MATERIAL PROVIDED:
┄┄┄┄┄┄
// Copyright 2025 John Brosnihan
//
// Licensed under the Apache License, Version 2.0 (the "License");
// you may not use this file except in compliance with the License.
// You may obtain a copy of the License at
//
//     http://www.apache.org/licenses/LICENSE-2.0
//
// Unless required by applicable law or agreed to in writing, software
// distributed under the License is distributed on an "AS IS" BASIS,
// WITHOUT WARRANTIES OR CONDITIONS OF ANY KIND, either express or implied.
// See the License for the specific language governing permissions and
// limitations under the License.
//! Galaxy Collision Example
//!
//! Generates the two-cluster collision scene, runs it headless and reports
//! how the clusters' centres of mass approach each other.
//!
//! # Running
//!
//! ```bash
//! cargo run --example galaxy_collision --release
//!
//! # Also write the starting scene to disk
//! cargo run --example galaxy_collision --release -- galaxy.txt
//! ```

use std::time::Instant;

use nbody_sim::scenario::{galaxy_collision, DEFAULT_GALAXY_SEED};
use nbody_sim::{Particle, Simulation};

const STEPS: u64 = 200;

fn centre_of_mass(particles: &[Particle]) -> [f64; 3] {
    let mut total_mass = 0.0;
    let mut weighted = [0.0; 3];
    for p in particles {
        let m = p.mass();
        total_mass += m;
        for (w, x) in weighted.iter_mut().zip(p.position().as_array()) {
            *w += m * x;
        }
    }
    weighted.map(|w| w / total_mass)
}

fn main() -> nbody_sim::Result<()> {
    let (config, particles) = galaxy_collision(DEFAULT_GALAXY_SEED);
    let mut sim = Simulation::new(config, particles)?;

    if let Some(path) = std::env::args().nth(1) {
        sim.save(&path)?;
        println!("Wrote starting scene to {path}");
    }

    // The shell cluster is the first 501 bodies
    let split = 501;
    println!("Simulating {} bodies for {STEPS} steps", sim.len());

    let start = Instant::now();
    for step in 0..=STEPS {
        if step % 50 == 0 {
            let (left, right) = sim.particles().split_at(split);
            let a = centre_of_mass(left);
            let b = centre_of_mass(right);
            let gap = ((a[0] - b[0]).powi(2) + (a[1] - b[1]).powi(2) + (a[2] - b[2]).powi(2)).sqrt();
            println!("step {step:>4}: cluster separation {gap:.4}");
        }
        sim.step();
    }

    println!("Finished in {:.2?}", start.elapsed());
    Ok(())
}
┄┄┄┄┄┄
EXERCISE DESCRIPTION: Go through the material line by line. Show each line that contains the string "Simulation".

TASK RESULT:
use nbody_sim::{Particle, Simulation};
    let mut sim = Simulation::new(config, particles)?;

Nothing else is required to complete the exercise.